*What the task asks*. Please return every line from the entries that has the string "NaiveDateTime" in it.

Collected data:
○ ○ ○

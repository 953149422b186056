//! Transaction feature extraction
//!
//! Maps a raw transaction row to the canonical feature vector. The column order
//! defined here is the only one used, on both the fit and the predict path.

use chrono::{DateTime, Datelike, NaiveDate, NaiveDateTime, Timelike};

use crate::{FraudError, Result, TransactionRecord};

/// Number of features per transaction
pub const FEATURE_DIM: usize = 7;

/// Canonical feature order
pub const FEATURE_NAMES: [&str; FEATURE_DIM] = [
    "amount",
    "hour",
    "day_of_week",
    "sender_account_age",
    "recipient_account_age",
    "sender_transaction_count",
    "recipient_transaction_count",
];

/// One transaction's features in canonical order
pub type FeatureVector = [f64; FEATURE_DIM];

const NAIVE_FORMATS: [&str; 4] = [
    "%Y-%m-%d %H:%M:%S%.f",
    "%Y-%m-%dT%H:%M:%S%.f",
    "%Y/%m/%d %H:%M:%S%.f",
    "%Y-%m-%d %H:%M",
];

/// Parse a transaction timestamp into local wall-clock time.
///
/// Offset-carrying timestamps keep their own offset, so `hour` is the hour the
/// sender saw. Date-only values map to midnight.
pub fn parse_timestamp(raw: &str) -> Option<NaiveDateTime> {
    let raw = raw.trim();
    if raw.is_empty() {
        return None;
    }

    if let Ok(dt) = DateTime::parse_from_rfc3339(raw) {
        return Some(dt.naive_local());
    }

    NAIVE_FORMATS
        .iter()
        .find_map(|fmt| NaiveDateTime::parse_from_str(raw, fmt).ok())
        .or_else(|| {
            NaiveDate::parse_from_str(raw, "%Y-%m-%d")
                .ok()
                .and_then(|d| d.and_hms_opt(0, 0, 0))
        })
}

/// Features extracted from a single transaction
#[derive(Debug, Clone, Copy, PartialEq)]
pub struct TransactionFeatures {
    pub amount: f64,
    /// Hour of day, 0-23
    pub hour: f64,
    /// Day of week, Monday = 0
    pub day_of_week: f64,
    pub sender_account_age: f64,
    pub recipient_account_age: f64,
    pub sender_transaction_count: f64,
    pub recipient_transaction_count: f64,
}

impl TransactionFeatures {
    /// Build features for the record at `row` (0-based data row)
    pub fn from_record(record: &TransactionRecord, row: usize) -> Result<Self> {
        let timestamp = parse_timestamp(&record.timestamp).ok_or_else(|| {
            FraudError::malformed(
                row,
                "timestamp",
                format!("cannot parse {:?} as a date-time", record.timestamp),
            )
        })?;

        let numeric = [
            ("amount", record.amount),
            ("sender_account_age", record.sender_account_age),
            ("recipient_account_age", record.recipient_account_age),
            ("sender_transaction_count", record.sender_transaction_count),
            ("recipient_transaction_count", record.recipient_transaction_count),
        ];
        if let Some((field, value)) = numeric.iter().find(|(_, v)| !v.is_finite()) {
            return Err(FraudError::malformed(
                row,
                field,
                format!("expected a finite number, got {}", value),
            ));
        }

        Ok(TransactionFeatures {
            amount: record.amount,
            hour: timestamp.hour() as f64,
            day_of_week: timestamp.weekday().num_days_from_monday() as f64,
            sender_account_age: record.sender_account_age,
            recipient_account_age: record.recipient_account_age,
            sender_transaction_count: record.sender_transaction_count,
            recipient_transaction_count: record.recipient_transaction_count,
        })
    }

    /// Flatten in canonical order
    pub fn to_array(&self) -> FeatureVector {
        [
            self.amount,
            self.hour,
            self.day_of_week,
            self.sender_account_age,
            self.recipient_account_age,
            self.sender_transaction_count,
            self.recipient_transaction_count,
        ]
    }
}

/// Feature matrix for a batch, with labels when every row carried one
#[derive(Debug, Clone, PartialEq)]
pub struct FeatureSet {
    pub matrix: Vec<FeatureVector>,
    pub labels: Option<Vec<f32>>,
}

impl FeatureSet {
    pub fn len(&self) -> usize {
        self.matrix.len()
    }

    pub fn is_empty(&self) -> bool {
        self.matrix.is_empty()
    }
}

/// Converts transaction batches into feature matrices
#[derive(Debug, Clone, Copy, Default)]
pub struct FeatureExtractor;

impl FeatureExtractor {
    pub fn new() -> Self {
        FeatureExtractor
    }

    /// Extract features for every record.
    ///
    /// The batch is validated as a whole: the first bad row aborts extraction
    /// and nothing is returned for the rest.
    pub fn extract(&self, records: &[TransactionRecord]) -> Result<FeatureSet> {
        let matrix = self.extract_features(records)?;

        let labels = if !records.is_empty() && records.iter().all(|r| r.is_fraud.is_some()) {
            Some(self.labels(records)?)
        } else {
            None
        };

        Ok(FeatureSet { matrix, labels })
    }

    /// Feature matrix only; `is_fraud` is never read
    pub fn extract_features(&self, records: &[TransactionRecord]) -> Result<Vec<FeatureVector>> {
        records
            .iter()
            .enumerate()
            .map(|(row, record)| TransactionFeatures::from_record(record, row).map(|f| f.to_array()))
            .collect()
    }

    /// Extract features and labels for training; every row must be labeled
    pub fn extract_labeled(
        &self,
        records: &[TransactionRecord],
    ) -> Result<(Vec<FeatureVector>, Vec<f32>)> {
        let features = self.extract(records)?;
        match features.labels {
            Some(labels) => Ok((features.matrix, labels)),
            None => {
                let row = records.iter().position(|r| r.is_fraud.is_none()).unwrap_or(0);
                Err(FraudError::malformed(row, "is_fraud", "training rows need a fraud label"))
            }
        }
    }

    fn labels(&self, records: &[TransactionRecord]) -> Result<Vec<f32>> {
        records
            .iter()
            .enumerate()
            .map(|(row, record)| match record.is_fraud {
                Some(v) if v == 0.0 || v == 1.0 => Ok(v as f32),
                Some(v) => Err(FraudError::malformed(
                    row,
                    "is_fraud",
                    format!("label must be 0 or 1, got {}", v),
                )),
                None => Err(FraudError::malformed(row, "is_fraud", "missing label")),
            })
            .collect()
    }
}

#[cfg(test)]
mod tests {
    use super::*;

    fn record(timestamp: &str, label: Option<f64>) -> TransactionRecord {
        TransactionRecord {
            transaction_id: None,
            amount: 1200.0,
            timestamp: timestamp.to_string(),
            sender_account_age: 40.0,
            recipient_account_age: 12.0,
            sender_transaction_count: 7.0,
            recipient_transaction_count: 3.0,
            is_fraud: label,
        }
    }

    #[test]
    fn test_calendar_features() {
        // 2024-10-26 was a Saturday
        let features = TransactionFeatures::from_record(&record("2024-10-26 09:23:15", None), 0)
            .unwrap();
        assert_eq!(features.hour, 9.0);
        assert_eq!(features.day_of_week, 5.0);

        let monday = TransactionFeatures::from_record(&record("2024-10-28T23:59:00", None), 0)
            .unwrap();
        assert_eq!(monday.hour, 23.0);
        assert_eq!(monday.day_of_week, 0.0);
    }

    #[test]
    fn test_canonical_order() {
        let features = TransactionFeatures::from_record(&record("2024-10-26 09:23:15", None), 0)
            .unwrap();
        assert_eq!(
            features.to_array(),
            [1200.0, 9.0, 5.0, 40.0, 12.0, 7.0, 3.0]
        );
        assert_eq!(FEATURE_NAMES[0], "amount");
        assert_eq!(FEATURE_NAMES[6], "recipient_transaction_count");
    }

    #[test]
    fn test_feature_only_extraction_ignores_labels() {
        let records = vec![
            record("2024-10-26 09:23:15", Some(2.0)),
            record("2024-10-26 10:00:00", Some(-1.0)),
        ];
        let extractor = FeatureExtractor::new();

        assert!(extractor.extract(&records).is_err());
        let matrix = extractor.extract_features(&records).unwrap();
        assert_eq!(matrix.len(), 2);
        assert_eq!(matrix[1][1], 10.0);
    }

    #[test]
    fn test_timestamp_formats() {
        assert!(parse_timestamp("2024-10-26 09:23:15.250").is_some());
        assert!(parse_timestamp("2024/10/26 09:23:15").is_some());
        assert!(parse_timestamp("2024-10-26 09:23").is_some());
        assert_eq!(
            parse_timestamp("2024-10-26").map(|t| t.hour()),
            Some(0)
        );
        // Offset is respected, not converted to UTC
        assert_eq!(
            parse_timestamp("2024-10-26T22:10:00+05:30").map(|t| t.hour()),
            Some(22)
        );
        assert!(parse_timestamp("").is_none());
        assert!(parse_timestamp("yesterday").is_none());
    }

    #[test]
    fn test_malformed_timestamp_identifies_row() {
        let records = vec![
            record("2024-10-26 09:23:15", Some(0.0)),
            record("2024-10-26 10:00:00", Some(0.0)),
            record("", Some(1.0)),
            record("2024-10-26 11:00:00", Some(0.0)),
        ];

        let err = FeatureExtractor::new().extract(&records).unwrap_err();
        match err {
            FraudError::MalformedInput { row, field, .. } => {
                assert_eq!(row, 2);
                assert_eq!(field, "timestamp");
            }
            other => panic!("expected MalformedInput, got {other:?}"),
        }
    }

    #[test]
    fn test_non_finite_amount_rejected() {
        let mut bad = record("2024-10-26 09:23:15", None);
        bad.amount = f64::NAN;
        let err = FeatureExtractor::new().extract(&[bad]).unwrap_err();
        assert!(matches!(err, FraudError::MalformedInput { row: 0, ref field, .. } if field == "amount"));
    }

    #[test]
    fn test_labels_only_when_all_rows_labeled() {
        let extractor = FeatureExtractor::new();

        let labeled = vec![
            record("2024-10-26 09:23:15", Some(0.0)),
            record("2024-10-26 09:23:15", Some(1.0)),
        ];
        let set = extractor.extract(&labeled).unwrap();
        assert_eq!(set.labels, Some(vec![0.0, 1.0]));

        let partial = vec![
            record("2024-10-26 09:23:15", Some(0.0)),
            record("2024-10-26 09:23:15", None),
        ];
        let set = extractor.extract(&partial).unwrap();
        assert_eq!(set.len(), 2);
        assert!(set.labels.is_none());

        let err = extractor.extract_labeled(&partial).unwrap_err();
        assert!(matches!(err, FraudError::MalformedInput { row: 1, .. }));
    }

    #[test]
    fn test_invalid_label_rejected() {
        let records = vec![record("2024-10-26 09:23:15", Some(2.0))];
        let err = FeatureExtractor::new().extract(&records).unwrap_err();
        assert!(matches!(err, FraudError::MalformedInput { row: 0, ref field, .. } if field == "is_fraud"));
    }
}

○ ○ ○

*Written answer*.
use chrono::{DateTime, Datelike, NaiveDate, NaiveDateTime, Timelike};
pub fn parse_timestamp(raw: &str) -> Option<NaiveDateTime> {
        .find_map(|fmt| NaiveDateTime::parse_from_str(raw, fmt).ok())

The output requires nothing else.